Records for this task
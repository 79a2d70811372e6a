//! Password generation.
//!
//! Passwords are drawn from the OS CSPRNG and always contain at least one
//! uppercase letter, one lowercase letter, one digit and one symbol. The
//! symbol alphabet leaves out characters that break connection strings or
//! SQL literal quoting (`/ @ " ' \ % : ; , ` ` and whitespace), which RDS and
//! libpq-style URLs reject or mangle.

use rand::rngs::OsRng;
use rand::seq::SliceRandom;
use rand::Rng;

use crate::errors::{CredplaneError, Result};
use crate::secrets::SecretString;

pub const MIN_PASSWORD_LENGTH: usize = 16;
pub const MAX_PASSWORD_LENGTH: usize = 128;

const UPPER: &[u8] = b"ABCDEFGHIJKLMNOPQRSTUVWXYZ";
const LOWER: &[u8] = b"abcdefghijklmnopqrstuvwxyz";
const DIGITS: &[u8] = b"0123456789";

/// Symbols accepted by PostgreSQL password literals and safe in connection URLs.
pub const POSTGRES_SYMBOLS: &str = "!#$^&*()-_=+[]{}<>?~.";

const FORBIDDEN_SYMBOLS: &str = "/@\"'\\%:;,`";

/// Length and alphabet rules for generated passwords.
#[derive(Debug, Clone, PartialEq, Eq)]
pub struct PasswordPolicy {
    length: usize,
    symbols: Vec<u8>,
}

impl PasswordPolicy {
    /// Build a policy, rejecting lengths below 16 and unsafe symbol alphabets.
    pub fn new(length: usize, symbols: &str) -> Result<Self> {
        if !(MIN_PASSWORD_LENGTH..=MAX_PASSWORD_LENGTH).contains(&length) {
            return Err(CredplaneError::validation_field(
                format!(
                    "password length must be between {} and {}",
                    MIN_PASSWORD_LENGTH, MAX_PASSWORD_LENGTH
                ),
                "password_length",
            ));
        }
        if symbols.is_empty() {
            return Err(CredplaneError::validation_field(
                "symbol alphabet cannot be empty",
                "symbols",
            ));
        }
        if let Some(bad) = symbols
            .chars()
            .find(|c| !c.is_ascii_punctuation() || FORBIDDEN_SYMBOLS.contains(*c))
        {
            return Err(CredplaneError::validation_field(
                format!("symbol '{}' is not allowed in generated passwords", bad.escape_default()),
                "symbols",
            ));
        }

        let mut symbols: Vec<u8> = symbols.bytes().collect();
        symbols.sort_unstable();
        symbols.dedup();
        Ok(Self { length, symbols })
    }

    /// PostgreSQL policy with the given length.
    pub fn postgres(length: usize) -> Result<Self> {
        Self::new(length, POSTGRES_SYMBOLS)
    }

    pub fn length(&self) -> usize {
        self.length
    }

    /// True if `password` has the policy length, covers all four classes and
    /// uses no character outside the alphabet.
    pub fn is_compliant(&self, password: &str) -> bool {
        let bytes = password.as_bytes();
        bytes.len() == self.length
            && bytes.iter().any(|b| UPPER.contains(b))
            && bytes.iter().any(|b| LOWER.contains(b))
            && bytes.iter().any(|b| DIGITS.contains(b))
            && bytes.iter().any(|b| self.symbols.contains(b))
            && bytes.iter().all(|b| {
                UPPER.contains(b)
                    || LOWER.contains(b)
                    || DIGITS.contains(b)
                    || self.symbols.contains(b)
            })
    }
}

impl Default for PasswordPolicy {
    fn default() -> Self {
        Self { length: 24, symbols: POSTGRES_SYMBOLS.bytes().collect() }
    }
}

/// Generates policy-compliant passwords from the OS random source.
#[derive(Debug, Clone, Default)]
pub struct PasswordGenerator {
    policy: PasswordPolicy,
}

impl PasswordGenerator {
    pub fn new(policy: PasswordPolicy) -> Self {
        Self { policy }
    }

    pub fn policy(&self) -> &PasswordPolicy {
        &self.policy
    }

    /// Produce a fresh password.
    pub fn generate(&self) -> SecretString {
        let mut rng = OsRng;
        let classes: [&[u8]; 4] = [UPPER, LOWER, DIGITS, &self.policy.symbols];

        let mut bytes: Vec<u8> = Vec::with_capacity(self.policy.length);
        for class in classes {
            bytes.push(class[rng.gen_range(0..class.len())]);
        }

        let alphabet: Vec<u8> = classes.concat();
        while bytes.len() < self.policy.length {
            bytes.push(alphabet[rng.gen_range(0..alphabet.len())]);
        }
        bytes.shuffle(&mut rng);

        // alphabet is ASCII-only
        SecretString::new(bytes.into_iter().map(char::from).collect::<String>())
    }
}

What is expected
Everything from the line containing "let classes: [&[u8];" through the final line of the entries is to be written out exactly. No other lines belong in the answer.

Solution to the problem
        let classes: [&[u8]; 4] = [UPPER, LOWER, DIGITS, &self.policy.symbols];

        let mut bytes: Vec<u8> = Vec::with_capacity(self.policy.length);
        for class in classes {
            bytes.push(class[rng.gen_range(0..class.len())]);
        }

        let alphabet: Vec<u8> = classes.concat();
        while bytes.len() < self.policy.length {
            bytes.push(alphabet[rng.gen_range(0..alphabet.len())]);
        }
        bytes.shuffle(&mut rng);

        // alphabet is ASCII-only
        SecretString::new(bytes.into_iter().map(char::from).collect::<String>())
    }
}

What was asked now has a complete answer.